===== RECORDS TO USE =====
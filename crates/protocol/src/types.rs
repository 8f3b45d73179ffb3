use serde::{Deserialize, Serialize};

/// Name given to the transient user-supplied breakpoint.
pub const CUSTOM_BREAKPOINT_NAME: &str = "Custom";
/// Smallest accepted custom viewport width in CSS pixels.
pub const MIN_CUSTOM_WIDTH: u32 = 200;
/// Largest accepted custom viewport width in CSS pixels.
pub const MAX_CUSTOM_WIDTH: u32 = 3840;

/// A named simulated viewport width.
#[derive(Debug, Clone, PartialEq, Eq, Serialize, Deserialize)]
pub struct Breakpoint {
    pub name: String,
    /// Viewport width in CSS pixels. Always positive.
    pub width: u32,
    /// Display hint for the toolbar (usually an emoji).
    #[serde(default)]
    pub icon: String,
    #[serde(default = "default_enabled")]
    pub enabled: bool,
}

fn default_enabled() -> bool {
    true
}

impl Breakpoint {
    pub fn new(name: impl Into<String>, width: u32, icon: impl Into<String>, enabled: bool) -> Self {
        Self {
            name: name.into(),
            width,
            icon: icon.into(),
            enabled,
        }
    }

    /// The transient custom breakpoint. Width validation happens in the
    /// viewport set, not here.
    pub fn custom(width: u32) -> Self {
        Self::new(CUSTOM_BREAKPOINT_NAME, width, "✏️", true)
    }

    /// Built-in breakpoints in declaration order.
    pub fn defaults() -> Vec<Breakpoint> {
        vec![
            Self::new("Mobile", 375, "📱", true),
            Self::new("Tablet", 768, "📲", true),
            Self::new("Laptop", 1280, "💻", true),
            Self::new("Desktop", 1920, "🖥️", false),
        ]
    }

    /// Label shown above a rendering surface.
    pub fn label(&self) -> String {
        format!("{} · {}px", self.name, self.width)
    }
}

/// How the active surfaces are arranged in the preview chrome.
#[derive(Debug, Clone, Copy, PartialEq, Eq, Hash, Default, Serialize, Deserialize)]
#[serde(rename_all = "kebab-case")]
pub enum LayoutMode {
    /// All surfaces side by side in one row.
    #[default]
    ParallelRow,
    /// Surfaces stacked vertically, each with the full width.
    Stacked,
    /// One promoted surface with the rest as thumbnails.
    Focus,
}

impl LayoutMode {
    pub const ALL: [LayoutMode; 3] = [LayoutMode::ParallelRow, LayoutMode::Stacked, LayoutMode::Focus];

    pub fn next(self) -> Self {
        match self {
            LayoutMode::ParallelRow => LayoutMode::Stacked,
            LayoutMode::Stacked => LayoutMode::Focus,
            LayoutMode::Focus => LayoutMode::ParallelRow,
        }
    }

    pub fn label(self) -> &'static str {
        match self {
            LayoutMode::ParallelRow => "Side by side",
            LayoutMode::Stacked => "Stacked",
            LayoutMode::Focus => "Focus",
        }
    }
}

/// Role a surface plays within the current layout.
#[derive(Debug, Clone, Copy, PartialEq, Eq, Serialize, Deserialize)]
#[serde(rename_all = "kebab-case")]
pub enum SurfaceRole {
    /// Regular surface in row or stacked layouts.
    Main,
    /// The enlarged surface in focus layout.
    Promoted,
    /// A demoted surface in focus layout.
    Thumbnail,
}

/// Identifies a rendering surface within one rebuild of the active set.
///
/// The generation increments on every rebuild, so an id handed out before a
/// rebuild never matches a live surface afterwards.
#[derive(Debug, Clone, Copy, PartialEq, Eq, Hash, Serialize, Deserialize)]
pub struct SurfaceId {
    pub generation: u64,
    pub index: usize,
}

impl SurfaceId {
    pub fn new(generation: u64, index: usize) -> Self {
        Self { generation, index }
    }
}

/// Comparison presentation for two screens.
#[derive(Debug, Clone, Copy, PartialEq, Eq, Default, Serialize, Deserialize)]
#[serde(rename_all = "kebab-case")]
pub enum CompareMode {
    #[default]
    SideBySide,
    /// Right screen drawn over the left at the session opacity.
    Blend,
    /// Right screen drawn over the left with a difference blend.
    Difference,
}

impl CompareMode {
    pub fn next(self) -> Self {
        match self {
            CompareMode::SideBySide => CompareMode::Blend,
            CompareMode::Blend => CompareMode::Difference,
            CompareMode::Difference => CompareMode::SideBySide,
        }
    }
}

#[cfg(test)]
mod tests {
    use super::*;

    #[test]
    fn layout_mode_serializes_kebab_case() {
        let json = serde_json::to_string(&LayoutMode::ParallelRow).unwrap();
        assert_eq!(json, "\"parallel-row\"");
        let mode: LayoutMode = serde_json::from_str("\"focus\"").unwrap();
        assert_eq!(mode, LayoutMode::Focus);
    }

    #[test]
    fn breakpoint_enabled_defaults_to_true() {
        let bp: Breakpoint = serde_json::from_str(r#"{"name":"Watch","width":200}"#).unwrap();
        assert!(bp.enabled);
        assert_eq!(bp.label(), "Watch · 200px");
    }

    #[test]
    fn modes_cycle_back_to_start() {
        let mut mode = LayoutMode::ParallelRow;
        for _ in 0..LayoutMode::ALL.len() {
            mode = mode.next();
        }
        assert_eq!(mode, LayoutMode::ParallelRow);
        assert_eq!(CompareMode::Difference.next(), CompareMode::SideBySide);
    }
}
=====
Your reply should contain each entry, copied without alteration.

__ANSWER SECTION__:
filename crates/protocol/src/types.rs
repository 8f3b45d73179ffb3
use serde::{Deserialize, Serialize};

/// Name given to the transient user-supplied breakpoint.
pub const CUSTOM_BREAKPOINT_NAME: &str = "Custom";
/// Smallest accepted custom viewport width in CSS pixels.
pub const MIN_CUSTOM_WIDTH: u32 = 200;
/// Largest accepted custom viewport width in CSS pixels.
pub const MAX_CUSTOM_WIDTH: u32 = 3840;

/// A named simulated viewport width.
#[derive(Debug, Clone, PartialEq, Eq, Serialize, Deserialize)]
pub struct Breakpoint {
    pub name: String,
    /// Viewport width in CSS pixels. Always positive.
    pub width: u32,
    /// Display hint for the toolbar (usually an emoji).
    #[serde(default)]
    pub icon: String,
    #[serde(default = "default_enabled")]
    pub enabled: bool,
}

fn default_enabled() -> bool {
    true
}

impl Breakpoint {
    pub fn new(name: impl Into<String>, width: u32, icon: impl Into<String>, enabled: bool) -> Self {
        Self {
            name: name.into(),
            width,
            icon: icon.into(),
            enabled,
        }
    }

    /// The transient custom breakpoint. Width validation happens in the
    /// viewport set, not here.
    pub fn custom(width: u32) -> Self {
        Self::new(CUSTOM_BREAKPOINT_NAME, width, "✏️", true)
    }

    /// Built-in breakpoints in declaration order.
    pub fn defaults() -> Vec<Breakpoint> {
        vec![
            Self::new("Mobile", 375, "📱", true),
            Self::new("Tablet", 768, "📲", true),
            Self::new("Laptop", 1280, "💻", true),
            Self::new("Desktop", 1920, "🖥️", false),
        ]
    }

    /// Label shown above a rendering surface.
    pub fn label(&self) -> String {
        format!("{} · {}px", self.name, self.width)
    }
}

/// How the active surfaces are arranged in the preview chrome.
#[derive(Debug, Clone, Copy, PartialEq, Eq, Hash, Default, Serialize, Deserialize)]
#[serde(rename_all = "kebab-case")]
pub enum LayoutMode {
    /// All surfaces side by side in one row.
    #[default]
    ParallelRow,
    /// Surfaces stacked vertically, each with the full width.
    Stacked,
    /// One promoted surface with the rest as thumbnails.
    Focus,
}

impl LayoutMode {
    pub const ALL: [LayoutMode; 3] = [LayoutMode::ParallelRow, LayoutMode::Stacked, LayoutMode::Focus];

    pub fn next(self) -> Self {
        match self {
            LayoutMode::ParallelRow => LayoutMode::Stacked,
            LayoutMode::Stacked => LayoutMode::Focus,
            LayoutMode::Focus => LayoutMode::ParallelRow,
        }
    }

    pub fn label(self) -> &'static str {
        match self {
            LayoutMode::ParallelRow => "Side by side",
            LayoutMode::Stacked => "Stacked",
            LayoutMode::Focus => "Focus",
        }
    }
}

/// Role a surface plays within the current layout.
#[derive(Debug, Clone, Copy, PartialEq, Eq, Serialize, Deserialize)]
#[serde(rename_all = "kebab-case")]
pub enum SurfaceRole {
    /// Regular surface in row or stacked layouts.
    Main,
    /// The enlarged surface in focus layout.
    Promoted,
    /// A demoted surface in focus layout.
    Thumbnail,
}

/// Identifies a rendering surface within one rebuild of the active set.
///
/// The generation increments on every rebuild, so an id handed out before a
/// rebuild never matches a live surface afterwards.
#[derive(Debug, Clone, Copy, PartialEq, Eq, Hash, Serialize, Deserialize)]
pub struct SurfaceId {
    pub generation: u64,
    pub index: usize,
}

impl SurfaceId {
    pub fn new(generation: u64, index: usize) -> Self {
        Self { generation, index }
    }
}

/// Comparison presentation for two screens.
#[derive(Debug, Clone, Copy, PartialEq, Eq, Default, Serialize, Deserialize)]
#[serde(rename_all = "kebab-case")]
pub enum CompareMode {
    #[default]
    SideBySide,
    /// Right screen drawn over the left at the session opacity.
    Blend,
    /// Right screen drawn over the left with a difference blend.
    Difference,
}

impl CompareMode {
    pub fn next(self) -> Self {
        match self {
            CompareMode::SideBySide => CompareMode::Blend,
            CompareMode::Blend => CompareMode::Difference,
            CompareMode::Difference => CompareMode::SideBySide,
        }
    }
}

#[cfg(test)]
mod tests {
    use super::*;

    #[test]
    fn layout_mode_serializes_kebab_case() {
        let json = serde_json::to_string(&LayoutMode::ParallelRow).unwrap();
        assert_eq!(json, "\"parallel-row\"");
        let mode: LayoutMode = serde_json::from_str("\"focus\"").unwrap();
        assert_eq!(mode, LayoutMode::Focus);
    }

    #[test]
    fn breakpoint_enabled_defaults_to_true() {
        let bp: Breakpoint = serde_json::from_str(r#"{"name":"Watch","width":200}"#).unwrap();
        assert!(bp.enabled);
        assert_eq!(bp.label(), "Watch · 200px");
    }

    #[test]
    fn modes_cycle_back_to_start() {
        let mut mode = LayoutMode::ParallelRow;
        for _ in 0..LayoutMode::ALL.len() {
            mode = mode.next();
        }
        assert_eq!(mode, LayoutMode::ParallelRow);
        assert_eq!(CompareMode::Difference.next(), CompareMode::SideBySide);
    }
}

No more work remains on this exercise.